YOUR GOAL:
Among the lines of this material, find those holding the word "Instant" and report how many there are, with nothing added.

——

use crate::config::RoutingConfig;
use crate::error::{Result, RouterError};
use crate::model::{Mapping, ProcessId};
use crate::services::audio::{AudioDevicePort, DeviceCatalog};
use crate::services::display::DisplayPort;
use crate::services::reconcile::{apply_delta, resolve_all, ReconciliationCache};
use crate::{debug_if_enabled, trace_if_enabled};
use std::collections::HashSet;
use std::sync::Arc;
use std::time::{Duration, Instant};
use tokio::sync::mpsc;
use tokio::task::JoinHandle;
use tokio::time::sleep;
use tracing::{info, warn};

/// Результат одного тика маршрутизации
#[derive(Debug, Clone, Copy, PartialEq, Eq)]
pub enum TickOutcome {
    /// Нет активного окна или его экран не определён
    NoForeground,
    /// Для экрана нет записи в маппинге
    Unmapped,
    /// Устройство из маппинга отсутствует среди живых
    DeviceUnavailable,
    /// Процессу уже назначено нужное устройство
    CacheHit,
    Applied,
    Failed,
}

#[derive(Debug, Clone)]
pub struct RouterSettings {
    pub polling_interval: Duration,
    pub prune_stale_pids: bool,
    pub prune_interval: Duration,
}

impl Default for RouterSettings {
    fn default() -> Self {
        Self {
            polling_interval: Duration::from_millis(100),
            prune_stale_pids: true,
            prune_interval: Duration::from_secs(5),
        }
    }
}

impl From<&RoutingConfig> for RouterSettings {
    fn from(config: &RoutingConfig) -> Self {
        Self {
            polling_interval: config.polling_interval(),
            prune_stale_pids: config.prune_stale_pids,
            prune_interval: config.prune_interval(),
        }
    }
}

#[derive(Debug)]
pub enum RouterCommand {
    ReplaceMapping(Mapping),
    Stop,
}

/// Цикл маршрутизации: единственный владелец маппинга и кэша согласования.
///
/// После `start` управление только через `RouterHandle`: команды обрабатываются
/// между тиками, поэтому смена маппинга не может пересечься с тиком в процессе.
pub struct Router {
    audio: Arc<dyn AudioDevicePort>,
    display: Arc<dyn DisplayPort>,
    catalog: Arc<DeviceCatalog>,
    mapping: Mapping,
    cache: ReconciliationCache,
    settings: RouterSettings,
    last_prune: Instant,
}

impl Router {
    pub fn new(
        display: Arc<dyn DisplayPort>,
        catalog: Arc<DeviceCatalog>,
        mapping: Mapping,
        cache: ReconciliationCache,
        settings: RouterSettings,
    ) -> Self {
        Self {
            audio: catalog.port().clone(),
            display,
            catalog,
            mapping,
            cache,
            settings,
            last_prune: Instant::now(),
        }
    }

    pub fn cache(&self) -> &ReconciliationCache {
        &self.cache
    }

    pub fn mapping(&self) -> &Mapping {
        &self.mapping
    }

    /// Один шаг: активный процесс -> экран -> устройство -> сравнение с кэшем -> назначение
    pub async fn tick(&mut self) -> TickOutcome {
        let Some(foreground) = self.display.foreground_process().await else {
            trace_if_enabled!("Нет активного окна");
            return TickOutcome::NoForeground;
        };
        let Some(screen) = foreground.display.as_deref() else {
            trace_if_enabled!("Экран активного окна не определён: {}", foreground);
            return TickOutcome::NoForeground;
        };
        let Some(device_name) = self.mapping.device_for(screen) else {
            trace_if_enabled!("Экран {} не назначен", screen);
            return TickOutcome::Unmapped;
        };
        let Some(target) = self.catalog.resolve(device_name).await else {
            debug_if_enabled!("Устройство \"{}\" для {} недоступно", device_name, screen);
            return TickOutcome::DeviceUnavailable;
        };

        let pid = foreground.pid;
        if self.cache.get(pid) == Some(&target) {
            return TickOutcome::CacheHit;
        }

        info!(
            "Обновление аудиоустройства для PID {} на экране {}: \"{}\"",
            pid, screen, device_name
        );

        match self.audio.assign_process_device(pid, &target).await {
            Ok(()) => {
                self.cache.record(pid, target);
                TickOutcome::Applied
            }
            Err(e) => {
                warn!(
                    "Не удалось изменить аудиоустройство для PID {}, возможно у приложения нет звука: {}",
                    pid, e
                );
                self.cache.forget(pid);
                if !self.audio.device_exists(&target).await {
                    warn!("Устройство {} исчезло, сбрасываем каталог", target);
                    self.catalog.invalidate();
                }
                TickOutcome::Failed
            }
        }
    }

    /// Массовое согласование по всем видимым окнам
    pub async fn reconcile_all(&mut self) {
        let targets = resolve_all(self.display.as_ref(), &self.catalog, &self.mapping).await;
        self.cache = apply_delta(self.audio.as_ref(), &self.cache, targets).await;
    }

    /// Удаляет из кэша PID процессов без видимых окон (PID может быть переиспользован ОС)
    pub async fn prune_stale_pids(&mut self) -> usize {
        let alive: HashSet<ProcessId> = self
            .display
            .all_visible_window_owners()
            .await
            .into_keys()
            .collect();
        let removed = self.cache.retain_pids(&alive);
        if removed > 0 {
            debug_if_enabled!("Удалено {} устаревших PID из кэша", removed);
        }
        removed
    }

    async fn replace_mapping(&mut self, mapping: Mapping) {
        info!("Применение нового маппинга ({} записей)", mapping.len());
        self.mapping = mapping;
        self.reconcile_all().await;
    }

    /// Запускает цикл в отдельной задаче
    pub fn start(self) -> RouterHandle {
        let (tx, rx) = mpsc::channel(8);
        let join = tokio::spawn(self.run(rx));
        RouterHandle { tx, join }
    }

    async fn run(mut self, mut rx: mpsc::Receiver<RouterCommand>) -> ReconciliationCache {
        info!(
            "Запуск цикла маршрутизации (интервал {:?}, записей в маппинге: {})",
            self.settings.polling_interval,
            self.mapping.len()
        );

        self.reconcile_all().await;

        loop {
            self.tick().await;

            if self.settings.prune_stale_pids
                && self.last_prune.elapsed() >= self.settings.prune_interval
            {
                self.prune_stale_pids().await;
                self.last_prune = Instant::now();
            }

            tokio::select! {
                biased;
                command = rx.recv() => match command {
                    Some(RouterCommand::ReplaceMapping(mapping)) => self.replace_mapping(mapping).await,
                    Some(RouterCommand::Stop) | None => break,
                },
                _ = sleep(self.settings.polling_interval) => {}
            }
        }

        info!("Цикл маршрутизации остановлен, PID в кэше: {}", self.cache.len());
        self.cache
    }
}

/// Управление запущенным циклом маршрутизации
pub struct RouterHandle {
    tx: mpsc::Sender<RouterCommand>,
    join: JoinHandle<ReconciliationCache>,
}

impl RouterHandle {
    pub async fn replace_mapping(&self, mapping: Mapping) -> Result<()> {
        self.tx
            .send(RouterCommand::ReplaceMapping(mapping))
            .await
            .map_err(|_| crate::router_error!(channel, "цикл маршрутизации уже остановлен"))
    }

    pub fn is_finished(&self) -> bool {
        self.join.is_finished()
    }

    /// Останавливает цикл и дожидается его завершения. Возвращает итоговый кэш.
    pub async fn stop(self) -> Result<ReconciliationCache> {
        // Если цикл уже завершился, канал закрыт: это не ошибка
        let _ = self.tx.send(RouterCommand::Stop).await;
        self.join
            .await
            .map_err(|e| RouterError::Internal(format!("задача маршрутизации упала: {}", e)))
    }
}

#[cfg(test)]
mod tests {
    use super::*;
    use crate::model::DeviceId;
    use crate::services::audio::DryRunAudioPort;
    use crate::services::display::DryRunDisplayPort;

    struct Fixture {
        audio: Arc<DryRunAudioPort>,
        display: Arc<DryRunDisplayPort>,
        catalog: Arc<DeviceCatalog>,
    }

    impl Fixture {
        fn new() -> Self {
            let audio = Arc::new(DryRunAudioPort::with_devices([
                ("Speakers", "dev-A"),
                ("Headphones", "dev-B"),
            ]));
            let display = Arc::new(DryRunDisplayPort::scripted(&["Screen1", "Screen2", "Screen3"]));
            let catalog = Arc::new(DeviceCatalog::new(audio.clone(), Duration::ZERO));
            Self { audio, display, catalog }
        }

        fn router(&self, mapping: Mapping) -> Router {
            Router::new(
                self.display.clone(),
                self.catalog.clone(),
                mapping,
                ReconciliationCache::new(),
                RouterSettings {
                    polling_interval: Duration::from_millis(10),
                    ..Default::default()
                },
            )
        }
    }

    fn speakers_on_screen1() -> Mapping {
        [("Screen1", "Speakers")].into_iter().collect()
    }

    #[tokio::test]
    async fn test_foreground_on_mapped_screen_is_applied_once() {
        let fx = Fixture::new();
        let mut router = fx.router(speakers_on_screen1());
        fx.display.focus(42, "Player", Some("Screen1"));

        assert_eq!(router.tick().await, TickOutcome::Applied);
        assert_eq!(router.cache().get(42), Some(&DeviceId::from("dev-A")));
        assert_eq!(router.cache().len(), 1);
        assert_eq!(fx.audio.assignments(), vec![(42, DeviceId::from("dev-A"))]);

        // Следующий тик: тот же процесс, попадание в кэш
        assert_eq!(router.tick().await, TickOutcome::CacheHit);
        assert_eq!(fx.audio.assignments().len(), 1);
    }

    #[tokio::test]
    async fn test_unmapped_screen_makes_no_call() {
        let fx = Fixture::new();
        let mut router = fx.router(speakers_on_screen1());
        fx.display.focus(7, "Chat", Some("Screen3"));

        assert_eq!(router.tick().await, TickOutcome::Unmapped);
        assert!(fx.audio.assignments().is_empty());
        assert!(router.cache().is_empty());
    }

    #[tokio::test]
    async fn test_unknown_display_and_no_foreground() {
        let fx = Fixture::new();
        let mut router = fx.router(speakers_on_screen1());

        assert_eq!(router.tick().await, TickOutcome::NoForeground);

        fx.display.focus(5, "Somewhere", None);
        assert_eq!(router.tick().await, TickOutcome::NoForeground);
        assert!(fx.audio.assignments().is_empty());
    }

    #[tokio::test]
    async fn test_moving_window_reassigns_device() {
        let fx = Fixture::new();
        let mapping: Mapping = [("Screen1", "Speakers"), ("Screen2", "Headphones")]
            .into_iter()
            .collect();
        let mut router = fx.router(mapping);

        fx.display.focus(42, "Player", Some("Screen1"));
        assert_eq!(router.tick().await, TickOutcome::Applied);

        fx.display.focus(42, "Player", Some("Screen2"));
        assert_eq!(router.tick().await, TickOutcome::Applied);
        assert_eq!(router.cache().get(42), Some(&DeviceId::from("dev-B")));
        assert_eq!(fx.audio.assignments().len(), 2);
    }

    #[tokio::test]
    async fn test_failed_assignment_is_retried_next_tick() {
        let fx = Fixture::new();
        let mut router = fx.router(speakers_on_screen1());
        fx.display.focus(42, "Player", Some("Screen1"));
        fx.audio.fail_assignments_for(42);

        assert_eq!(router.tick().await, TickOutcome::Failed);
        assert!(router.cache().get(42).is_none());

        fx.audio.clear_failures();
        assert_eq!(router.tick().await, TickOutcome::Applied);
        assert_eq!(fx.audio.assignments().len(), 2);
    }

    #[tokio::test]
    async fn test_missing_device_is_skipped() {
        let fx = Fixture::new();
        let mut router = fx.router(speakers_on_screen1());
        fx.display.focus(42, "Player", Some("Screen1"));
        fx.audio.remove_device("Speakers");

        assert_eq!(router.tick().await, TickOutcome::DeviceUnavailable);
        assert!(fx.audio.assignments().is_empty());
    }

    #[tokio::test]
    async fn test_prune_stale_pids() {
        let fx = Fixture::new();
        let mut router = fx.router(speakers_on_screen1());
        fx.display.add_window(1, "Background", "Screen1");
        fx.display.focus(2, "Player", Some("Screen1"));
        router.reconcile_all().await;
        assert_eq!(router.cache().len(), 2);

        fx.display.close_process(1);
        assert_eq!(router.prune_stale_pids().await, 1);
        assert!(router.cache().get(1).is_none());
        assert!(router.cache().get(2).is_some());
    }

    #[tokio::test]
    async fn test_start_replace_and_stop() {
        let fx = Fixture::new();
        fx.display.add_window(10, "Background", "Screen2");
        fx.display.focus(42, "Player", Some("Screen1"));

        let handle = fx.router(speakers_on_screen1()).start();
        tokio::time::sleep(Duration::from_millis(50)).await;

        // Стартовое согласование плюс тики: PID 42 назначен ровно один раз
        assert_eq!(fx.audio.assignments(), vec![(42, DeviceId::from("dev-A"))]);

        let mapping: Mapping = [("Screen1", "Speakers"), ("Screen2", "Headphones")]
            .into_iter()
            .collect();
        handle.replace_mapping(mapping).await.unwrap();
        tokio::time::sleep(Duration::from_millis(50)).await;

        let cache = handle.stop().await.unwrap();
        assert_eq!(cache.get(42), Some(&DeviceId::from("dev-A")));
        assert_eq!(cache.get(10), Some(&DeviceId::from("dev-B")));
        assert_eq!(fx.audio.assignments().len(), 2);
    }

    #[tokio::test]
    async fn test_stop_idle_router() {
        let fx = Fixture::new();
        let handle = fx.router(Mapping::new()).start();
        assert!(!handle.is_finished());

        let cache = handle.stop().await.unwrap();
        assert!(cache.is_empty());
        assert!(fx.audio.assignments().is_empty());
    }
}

——

EXPECTED ANSWER:
4